For many, Lisa offered a window into what it was like to be dying of cancer but still reaching for new experimental therapy, for continued treatment, for hope grounded in reality. She was clearly and understandably trying to hold on to her life. Meanwhile she was receiving palliative care aimed at relieving symptoms and she wrote about that, too. She looked at her condition head-on; she planned for this end.

I didn't know Lisa well, but I sat with for her for hours one cold, wintery day in December 2013 at Java Girl, an old-style coffee shop on East 66th Street. She picked the spot, just paces from the medical center. The place was dreary and sunless but, by neighborhood standards, hip for its old wooden furnishings and throw pillows. Lisa was participating in a clinical trial, taking an experimental PI3 kinase inhibitor about which she wrote on her blog. She’d been up since around 6 AM to take the train to Manhattan, to get to the medical center where she would have her blood drawn before a 10AM check-up.

When Lisa entered the café, I recognized her instantly. Some people don’t match their Twitter photos, but hers was true. She stood tall and smiled broadly. We exchanged greetings and hugged. Close, but not too close. We were each a bit wary, perhaps – as is normal – when you meet a person you “know” on-line. She took off her bulky winter coat and sat down.

Lisa grinned and mentioned that she couldn’t have coffee or food yet. She was precise. The protocol required she not ingest anything for a certain amount of time after taking her medication. At 11:15 she looked at her watch, walked to the counter, ordered a small sandwich and asked for a cup of water. She gulped the liquid, evidently thirsty, and returned to our table.

We talked about our lives and families, breast cancer and politics related to that, mutual friends, writing and education.

Her stamina impressed me. A few weeks prior, Lisa participated in a seminar with oncology fellows at Memorial Sloan Kettering Cancer Center. In her words, the aim of the session was for doctors in training to learn from her, a patient, what it’s like to be living with metastatic cancer. She expressed concern that some physicians become frustrated when they can’t find a remedy. “A lot of doctors, they go into medicine because they want to help you, to fix it,” she told me. “But this, what I have, can’t be fixed, and that can be hard to deal with.”

That was what Lisa revealed in her tweets and postings: what it was like to face the un-fixable. Not all doctors choose to see patients each day who have incurable conditions. Not everyone reading on the Internet wants to follow a stream of updates from someone who is struggling, working to stay alive. Some considered it TMI. There are people who turn away from the illness of others.

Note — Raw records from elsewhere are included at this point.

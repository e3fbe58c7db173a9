//! Tables info command implementation.

use anyhow::Result;
use hive_writer_core::Runner;

/// Print the columns of every table in the configured database as JSON.
pub fn run(runner: &Runner) -> Result<()> {
    let response = runner.tables_info()?;
    println!("{}", serde_json::to_string(&response)?);
    Ok(())
}
//! Test connection command implementation.

use anyhow::Result;
use hive_writer_core::Runner;

/// Connect, run `SELECT 1` and print `{"status":"success"}`.
pub fn run(runner: &Runner) -> Result<()> {
    let response = runner.test_connection()?;
    println!("{}", serde_json::to_string(&response)?);
    Ok(())
}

But there are also those who turned toward Lisa, trying to learn from a life lived with incurable cancer always looming. “Find a bit of beauty in the world today," she wrote. “Share it. If you can’t find it, create it. Some days this may be hard to do. Persevere."

I am glad that Lisa tweeted and blogged as she chose. She was no shrinking violet, to say the least. She persevered. I appreciate that she shared her experience and perspective. Still I have difficulty looking past the underlying problem, the thing that killed her, metastatic breast cancer. But anger is not pretty.

And I wonder if every person affected by metastatic breast cancer would tweet and tweet and tweet about it, and tell stories like Lisa’s, people would pay attention and try to help. Or would those who are feeling well, blissfully doing well, try to shut them down, pleading that we or they – who might be any of us, sooner or later – just go away, vanishingly.

Lisa wasn’t quiet about life or living with a devastating condition for which there should be better treatments by now. That is why Lisa’s writing mattered, at least for me. She spoke out, and held firm. That is why she remains so beautiful.